• _Data for this task_:
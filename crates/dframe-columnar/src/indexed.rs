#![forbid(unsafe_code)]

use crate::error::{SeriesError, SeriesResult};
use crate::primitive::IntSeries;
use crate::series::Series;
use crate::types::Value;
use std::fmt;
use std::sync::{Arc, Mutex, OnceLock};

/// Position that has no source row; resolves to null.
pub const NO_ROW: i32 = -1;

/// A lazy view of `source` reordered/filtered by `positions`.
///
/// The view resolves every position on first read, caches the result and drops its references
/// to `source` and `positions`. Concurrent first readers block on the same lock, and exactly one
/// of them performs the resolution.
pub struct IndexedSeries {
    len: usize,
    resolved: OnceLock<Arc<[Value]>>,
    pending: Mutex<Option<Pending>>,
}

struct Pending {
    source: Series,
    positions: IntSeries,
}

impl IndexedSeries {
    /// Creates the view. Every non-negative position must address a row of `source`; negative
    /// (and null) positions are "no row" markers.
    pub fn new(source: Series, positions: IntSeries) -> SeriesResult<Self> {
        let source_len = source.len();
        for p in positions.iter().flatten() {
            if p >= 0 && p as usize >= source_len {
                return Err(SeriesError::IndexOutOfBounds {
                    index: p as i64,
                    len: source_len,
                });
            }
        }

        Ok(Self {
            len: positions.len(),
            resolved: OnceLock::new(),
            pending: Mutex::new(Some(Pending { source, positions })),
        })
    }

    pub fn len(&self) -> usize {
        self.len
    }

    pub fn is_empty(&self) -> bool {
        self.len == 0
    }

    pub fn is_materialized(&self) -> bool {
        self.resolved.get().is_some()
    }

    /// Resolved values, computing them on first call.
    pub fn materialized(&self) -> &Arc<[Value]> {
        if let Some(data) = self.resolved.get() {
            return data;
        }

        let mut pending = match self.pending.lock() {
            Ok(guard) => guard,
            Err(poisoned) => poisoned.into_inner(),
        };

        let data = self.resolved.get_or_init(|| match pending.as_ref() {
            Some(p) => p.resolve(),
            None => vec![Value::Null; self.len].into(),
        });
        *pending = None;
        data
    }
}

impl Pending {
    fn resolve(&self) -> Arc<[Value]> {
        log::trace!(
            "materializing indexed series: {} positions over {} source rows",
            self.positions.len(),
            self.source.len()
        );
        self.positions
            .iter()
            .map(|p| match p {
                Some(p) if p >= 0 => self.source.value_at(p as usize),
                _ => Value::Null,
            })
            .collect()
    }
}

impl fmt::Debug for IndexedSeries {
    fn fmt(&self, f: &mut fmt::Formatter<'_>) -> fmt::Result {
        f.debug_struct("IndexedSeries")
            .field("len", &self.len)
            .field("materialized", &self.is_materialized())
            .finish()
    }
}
==
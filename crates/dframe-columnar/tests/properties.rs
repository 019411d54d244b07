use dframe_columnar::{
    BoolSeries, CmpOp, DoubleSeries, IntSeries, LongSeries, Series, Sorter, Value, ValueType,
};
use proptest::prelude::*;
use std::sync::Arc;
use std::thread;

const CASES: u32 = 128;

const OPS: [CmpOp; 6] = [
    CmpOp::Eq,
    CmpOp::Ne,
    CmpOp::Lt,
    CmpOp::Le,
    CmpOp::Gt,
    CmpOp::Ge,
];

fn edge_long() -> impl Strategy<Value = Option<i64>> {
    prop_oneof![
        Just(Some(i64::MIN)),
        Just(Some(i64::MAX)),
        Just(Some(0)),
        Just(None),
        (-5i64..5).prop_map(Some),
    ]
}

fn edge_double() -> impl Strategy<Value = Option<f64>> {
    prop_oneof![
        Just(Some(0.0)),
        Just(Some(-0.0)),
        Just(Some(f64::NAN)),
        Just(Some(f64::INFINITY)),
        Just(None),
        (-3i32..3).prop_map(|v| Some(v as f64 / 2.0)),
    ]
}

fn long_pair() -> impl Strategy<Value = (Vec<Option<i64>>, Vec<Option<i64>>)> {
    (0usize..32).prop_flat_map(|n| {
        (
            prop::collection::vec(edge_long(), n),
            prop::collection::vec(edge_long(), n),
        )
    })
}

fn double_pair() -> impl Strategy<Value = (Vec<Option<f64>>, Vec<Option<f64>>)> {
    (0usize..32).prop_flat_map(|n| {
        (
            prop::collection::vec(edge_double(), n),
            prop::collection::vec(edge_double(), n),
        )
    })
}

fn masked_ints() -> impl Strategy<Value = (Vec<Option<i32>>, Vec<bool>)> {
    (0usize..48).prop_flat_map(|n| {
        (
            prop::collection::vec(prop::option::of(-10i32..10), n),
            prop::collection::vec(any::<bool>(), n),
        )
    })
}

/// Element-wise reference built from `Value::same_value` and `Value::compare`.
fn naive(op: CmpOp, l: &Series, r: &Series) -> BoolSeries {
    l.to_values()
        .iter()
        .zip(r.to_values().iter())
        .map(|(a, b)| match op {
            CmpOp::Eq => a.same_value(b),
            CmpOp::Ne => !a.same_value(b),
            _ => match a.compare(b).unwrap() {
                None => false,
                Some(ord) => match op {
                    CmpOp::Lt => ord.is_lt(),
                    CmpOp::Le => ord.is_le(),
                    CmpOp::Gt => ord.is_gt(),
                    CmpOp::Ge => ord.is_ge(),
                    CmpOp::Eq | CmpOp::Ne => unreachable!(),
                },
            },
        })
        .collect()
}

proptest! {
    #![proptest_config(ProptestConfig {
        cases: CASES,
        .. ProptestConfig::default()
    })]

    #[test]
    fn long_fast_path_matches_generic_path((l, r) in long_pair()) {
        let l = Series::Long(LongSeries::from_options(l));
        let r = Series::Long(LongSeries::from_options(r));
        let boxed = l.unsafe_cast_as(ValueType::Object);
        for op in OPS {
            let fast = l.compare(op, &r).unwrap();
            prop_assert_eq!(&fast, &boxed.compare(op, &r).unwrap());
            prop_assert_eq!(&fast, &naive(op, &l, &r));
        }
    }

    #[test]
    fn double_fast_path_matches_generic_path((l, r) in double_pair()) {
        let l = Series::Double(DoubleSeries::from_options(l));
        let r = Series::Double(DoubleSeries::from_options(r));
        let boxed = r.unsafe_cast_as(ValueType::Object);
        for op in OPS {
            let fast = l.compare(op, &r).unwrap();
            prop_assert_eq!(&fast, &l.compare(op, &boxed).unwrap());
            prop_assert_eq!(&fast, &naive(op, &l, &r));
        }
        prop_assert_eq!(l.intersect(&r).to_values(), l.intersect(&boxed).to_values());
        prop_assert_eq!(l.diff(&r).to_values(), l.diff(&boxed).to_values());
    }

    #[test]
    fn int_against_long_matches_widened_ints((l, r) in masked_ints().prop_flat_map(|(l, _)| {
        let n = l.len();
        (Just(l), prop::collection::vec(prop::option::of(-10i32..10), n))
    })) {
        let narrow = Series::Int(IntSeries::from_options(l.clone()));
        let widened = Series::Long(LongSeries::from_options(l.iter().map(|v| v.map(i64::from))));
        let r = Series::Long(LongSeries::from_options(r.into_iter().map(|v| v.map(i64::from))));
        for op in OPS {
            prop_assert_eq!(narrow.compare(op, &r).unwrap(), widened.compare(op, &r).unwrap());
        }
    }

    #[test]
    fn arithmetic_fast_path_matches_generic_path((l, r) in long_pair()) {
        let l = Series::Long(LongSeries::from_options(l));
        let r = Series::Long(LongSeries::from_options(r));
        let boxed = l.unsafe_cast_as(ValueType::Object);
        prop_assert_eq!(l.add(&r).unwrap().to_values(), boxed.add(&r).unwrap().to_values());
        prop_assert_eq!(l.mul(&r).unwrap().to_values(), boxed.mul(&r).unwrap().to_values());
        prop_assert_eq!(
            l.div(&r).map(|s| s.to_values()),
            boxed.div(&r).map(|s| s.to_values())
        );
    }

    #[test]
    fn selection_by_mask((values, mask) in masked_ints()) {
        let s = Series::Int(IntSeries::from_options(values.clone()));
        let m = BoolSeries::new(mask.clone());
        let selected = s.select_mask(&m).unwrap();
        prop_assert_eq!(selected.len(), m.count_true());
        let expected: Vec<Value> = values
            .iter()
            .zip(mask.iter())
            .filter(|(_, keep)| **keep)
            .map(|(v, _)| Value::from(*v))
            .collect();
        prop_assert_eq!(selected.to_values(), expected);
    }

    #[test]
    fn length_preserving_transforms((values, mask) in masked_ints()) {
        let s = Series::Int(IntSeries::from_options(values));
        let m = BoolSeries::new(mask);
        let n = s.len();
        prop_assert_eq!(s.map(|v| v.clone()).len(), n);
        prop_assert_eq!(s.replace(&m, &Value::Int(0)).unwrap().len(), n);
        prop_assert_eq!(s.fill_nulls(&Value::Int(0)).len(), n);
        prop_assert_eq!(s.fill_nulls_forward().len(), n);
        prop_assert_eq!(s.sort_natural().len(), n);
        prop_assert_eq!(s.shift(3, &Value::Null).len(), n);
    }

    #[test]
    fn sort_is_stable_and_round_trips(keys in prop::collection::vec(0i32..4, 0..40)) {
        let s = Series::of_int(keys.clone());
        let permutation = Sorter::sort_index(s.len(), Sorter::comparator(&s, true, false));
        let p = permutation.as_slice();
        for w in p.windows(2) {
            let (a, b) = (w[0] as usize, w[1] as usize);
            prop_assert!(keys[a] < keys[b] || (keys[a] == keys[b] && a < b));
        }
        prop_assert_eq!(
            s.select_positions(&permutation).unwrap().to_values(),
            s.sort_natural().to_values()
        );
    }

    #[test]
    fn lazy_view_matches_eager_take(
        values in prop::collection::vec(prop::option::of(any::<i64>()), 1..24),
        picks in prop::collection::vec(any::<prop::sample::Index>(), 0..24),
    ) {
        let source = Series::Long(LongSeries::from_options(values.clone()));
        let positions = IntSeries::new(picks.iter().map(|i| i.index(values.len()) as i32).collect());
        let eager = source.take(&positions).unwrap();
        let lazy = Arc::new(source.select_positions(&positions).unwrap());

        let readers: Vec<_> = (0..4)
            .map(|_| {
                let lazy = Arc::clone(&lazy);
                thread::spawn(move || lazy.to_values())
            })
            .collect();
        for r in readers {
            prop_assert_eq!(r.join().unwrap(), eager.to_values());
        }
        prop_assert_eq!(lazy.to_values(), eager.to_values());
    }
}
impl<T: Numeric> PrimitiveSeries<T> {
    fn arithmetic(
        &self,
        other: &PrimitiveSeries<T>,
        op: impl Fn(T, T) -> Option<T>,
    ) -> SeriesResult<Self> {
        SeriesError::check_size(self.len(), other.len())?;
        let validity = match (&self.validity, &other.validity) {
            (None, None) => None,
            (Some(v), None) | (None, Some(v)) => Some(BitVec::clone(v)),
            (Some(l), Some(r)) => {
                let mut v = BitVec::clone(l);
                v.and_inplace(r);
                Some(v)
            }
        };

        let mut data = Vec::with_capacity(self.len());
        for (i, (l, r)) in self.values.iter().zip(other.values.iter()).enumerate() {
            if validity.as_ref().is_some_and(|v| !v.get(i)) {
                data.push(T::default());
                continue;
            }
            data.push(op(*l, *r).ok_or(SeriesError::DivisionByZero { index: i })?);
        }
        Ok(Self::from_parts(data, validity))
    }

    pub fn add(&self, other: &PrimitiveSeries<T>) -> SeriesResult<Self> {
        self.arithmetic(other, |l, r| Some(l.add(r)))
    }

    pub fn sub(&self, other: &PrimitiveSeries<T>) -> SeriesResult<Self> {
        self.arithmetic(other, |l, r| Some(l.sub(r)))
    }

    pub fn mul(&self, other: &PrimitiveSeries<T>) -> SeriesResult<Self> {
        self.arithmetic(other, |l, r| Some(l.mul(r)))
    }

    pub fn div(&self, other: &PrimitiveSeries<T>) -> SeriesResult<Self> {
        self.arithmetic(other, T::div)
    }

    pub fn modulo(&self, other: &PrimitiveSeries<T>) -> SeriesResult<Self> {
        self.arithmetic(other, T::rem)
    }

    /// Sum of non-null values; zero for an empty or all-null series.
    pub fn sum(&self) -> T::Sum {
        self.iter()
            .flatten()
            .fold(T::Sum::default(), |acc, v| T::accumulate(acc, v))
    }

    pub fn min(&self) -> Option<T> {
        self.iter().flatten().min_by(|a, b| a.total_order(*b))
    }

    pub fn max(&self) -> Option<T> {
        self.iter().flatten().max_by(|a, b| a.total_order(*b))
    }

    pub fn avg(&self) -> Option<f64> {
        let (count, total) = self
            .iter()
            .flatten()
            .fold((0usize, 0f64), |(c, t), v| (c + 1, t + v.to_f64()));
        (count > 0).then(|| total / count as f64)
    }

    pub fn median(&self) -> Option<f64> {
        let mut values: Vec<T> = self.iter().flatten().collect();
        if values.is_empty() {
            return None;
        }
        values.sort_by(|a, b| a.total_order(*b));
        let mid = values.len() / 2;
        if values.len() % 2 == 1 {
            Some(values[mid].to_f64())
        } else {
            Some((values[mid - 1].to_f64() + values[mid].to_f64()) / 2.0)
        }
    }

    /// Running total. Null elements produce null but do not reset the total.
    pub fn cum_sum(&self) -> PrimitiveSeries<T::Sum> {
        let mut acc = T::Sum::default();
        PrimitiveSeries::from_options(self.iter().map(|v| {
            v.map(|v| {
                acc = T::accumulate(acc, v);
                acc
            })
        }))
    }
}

• _Work task_:
From the entries, give the number of lines where the string "clone" is found, and nothing else.

• _Answer to this problem_:
9